Published online 2009 March 6. doi:  10.1371/journal.pone.0004733
PMCID: PMC2649379

Low Adiponectin Levels Are an Independent Predictor of Mixed and Non-Calcified Coronary Atherosclerotic Plaques

Jeffrey S. Berger, Editor



Atherosclerosis is the primary cause of coronary artery disease (CAD). There is increasing recognition that lesion composition rather than size determines the acute complications of atherosclerotic disease. Low serum adiponectin levels were reported to be associated with coronary artery disease and future incidence of acute coronary syndrome (ACS). The impact of adiponectin on lesion composition still remains to be determined.
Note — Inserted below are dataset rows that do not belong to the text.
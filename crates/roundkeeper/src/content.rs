//! Loading content definitions from JSON.
//!
//! Content is a list of editions, each carrying its characters, monsters,
//! decks, scenarios, and sections. Optional fields may be omitted.

use roundkeeper_engine::Catalog;
use roundkeeper_model::EditionData;

use crate::RoundkeeperError;

/// Parses one edition.
pub fn edition_from_json(json: &str) -> Result<EditionData, RoundkeeperError> {
    Ok(serde_json::from_str(json)?)
}

/// Parses a JSON array of editions into a catalog.
pub fn catalog_from_json(json: &str) -> Result<Catalog, RoundkeeperError> {
    let editions: Vec<EditionData> = serde_json::from_str(json)?;
    tracing::info!(
        editions = editions.len(),
        characters = editions.iter().map(|e| e.characters.len()).sum::<usize>(),
        monsters = editions.iter().map(|e| e.monsters.len()).sum::<usize>(),
        "content loaded"
    );
    Ok(Catalog::new(editions))
}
Methodology/Principal Findings

We measured serum adiponectin levels in 303 patients with stable typical or atypical chest pain, who underwent dual-source multi-slice CT-angiography to exclude coronary artery stenosis. Atherosclerotic plaques were classified as calcified, mixed or non-calcified. In bivariate analysis adiponectin levels were inversely correlated with total coronary plaque burden (r = −0.21, p = 0.0004), mixed (r = −0.20, p = 0.0007) and non-calcified plaques (r = −0.18, p = 0.003). No correlation was seen with calcified plaques (r = −0.05, p = 0.39). In a fully adjusted multivariate model adiponectin levels remained predictive of total plaque burden (estimate: −0.036, 95%CI: −0.052 to −0.020, p<0.0001), mixed (estimate: −0.087, 95%CI: −0.132 to −0.042, p = 0.0001) and non-calcified plaques (estimate: −0.076, 95%CI: −0.115 to −0.038, p = 0.0001). Adiponectin levels were not associated with calcified plaques (estimate: −0.021, 95% CI: −0.043 to −0.001, p = 0.06). Since the majority of coronary plaques was calcified, adiponectin levels account for only 3% of the variability in total plaque number. In contrast, adiponectin accounts for approximately 20% of the variability in mixed and non-calcified plaque burden.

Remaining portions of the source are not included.